*** Opening of MATERIAL FOR THIS EXERCISE ***

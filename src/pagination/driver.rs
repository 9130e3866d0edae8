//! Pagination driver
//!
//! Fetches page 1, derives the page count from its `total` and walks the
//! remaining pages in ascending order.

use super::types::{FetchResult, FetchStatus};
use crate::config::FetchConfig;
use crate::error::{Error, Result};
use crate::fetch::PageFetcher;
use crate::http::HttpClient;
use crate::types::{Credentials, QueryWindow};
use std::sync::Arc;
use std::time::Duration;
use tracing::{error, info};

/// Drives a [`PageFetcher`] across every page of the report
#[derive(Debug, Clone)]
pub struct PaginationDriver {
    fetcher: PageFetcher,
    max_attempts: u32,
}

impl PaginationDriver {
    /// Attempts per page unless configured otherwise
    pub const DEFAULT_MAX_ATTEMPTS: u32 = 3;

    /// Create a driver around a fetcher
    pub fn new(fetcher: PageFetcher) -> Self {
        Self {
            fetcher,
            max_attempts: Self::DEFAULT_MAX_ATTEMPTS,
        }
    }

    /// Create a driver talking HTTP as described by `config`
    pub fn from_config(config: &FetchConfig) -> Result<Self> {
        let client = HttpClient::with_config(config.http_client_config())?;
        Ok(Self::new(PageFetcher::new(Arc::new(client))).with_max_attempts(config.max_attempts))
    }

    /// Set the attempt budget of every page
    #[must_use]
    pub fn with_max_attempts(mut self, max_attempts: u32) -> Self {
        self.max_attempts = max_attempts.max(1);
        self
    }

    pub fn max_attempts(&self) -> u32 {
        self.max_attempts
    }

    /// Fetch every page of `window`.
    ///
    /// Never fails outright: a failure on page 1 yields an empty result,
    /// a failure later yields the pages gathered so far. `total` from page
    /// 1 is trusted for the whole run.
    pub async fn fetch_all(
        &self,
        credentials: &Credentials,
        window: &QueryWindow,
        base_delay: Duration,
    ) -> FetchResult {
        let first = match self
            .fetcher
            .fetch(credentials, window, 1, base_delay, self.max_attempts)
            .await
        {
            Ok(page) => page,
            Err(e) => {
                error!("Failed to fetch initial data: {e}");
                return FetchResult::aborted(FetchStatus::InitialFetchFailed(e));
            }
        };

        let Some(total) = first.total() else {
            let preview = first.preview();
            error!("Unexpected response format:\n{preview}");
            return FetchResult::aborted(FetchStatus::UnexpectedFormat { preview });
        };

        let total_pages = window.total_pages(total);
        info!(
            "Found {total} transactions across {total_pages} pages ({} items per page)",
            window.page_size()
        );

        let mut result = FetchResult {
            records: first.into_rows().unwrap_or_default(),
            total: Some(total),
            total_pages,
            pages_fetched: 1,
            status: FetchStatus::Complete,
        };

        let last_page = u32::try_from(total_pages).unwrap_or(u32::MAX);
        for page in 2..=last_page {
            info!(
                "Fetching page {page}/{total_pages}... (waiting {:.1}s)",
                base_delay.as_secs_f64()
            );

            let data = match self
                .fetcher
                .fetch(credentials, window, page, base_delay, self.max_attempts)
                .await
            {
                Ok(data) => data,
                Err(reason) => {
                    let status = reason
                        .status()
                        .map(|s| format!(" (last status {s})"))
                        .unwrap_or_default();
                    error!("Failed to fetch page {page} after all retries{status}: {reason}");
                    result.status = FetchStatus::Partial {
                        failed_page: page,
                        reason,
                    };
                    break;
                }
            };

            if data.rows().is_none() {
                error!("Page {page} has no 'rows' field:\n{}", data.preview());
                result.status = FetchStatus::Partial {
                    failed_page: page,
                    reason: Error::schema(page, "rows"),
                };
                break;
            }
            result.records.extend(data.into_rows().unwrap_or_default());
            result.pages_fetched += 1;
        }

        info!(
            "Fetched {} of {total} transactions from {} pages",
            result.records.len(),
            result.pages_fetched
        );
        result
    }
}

*** Close of MATERIAL FOR THIS EXERCISE ***
*** Opening of MATERIAL FOR THIS EXERCISE ***

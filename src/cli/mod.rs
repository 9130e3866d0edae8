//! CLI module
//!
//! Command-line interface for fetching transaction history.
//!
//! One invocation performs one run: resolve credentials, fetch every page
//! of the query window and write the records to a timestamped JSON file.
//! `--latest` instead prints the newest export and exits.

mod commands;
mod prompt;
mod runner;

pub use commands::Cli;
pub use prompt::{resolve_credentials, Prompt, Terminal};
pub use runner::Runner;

*** Close of MATERIAL FOR THIS EXERCISE ***

• TASK ITEM:
Scan the data above for the word "filename" and report every line where it is found.

• RESPONSE TO THE TASK:
filename src/pagination/driver.rs
filename src/cli/mod.rs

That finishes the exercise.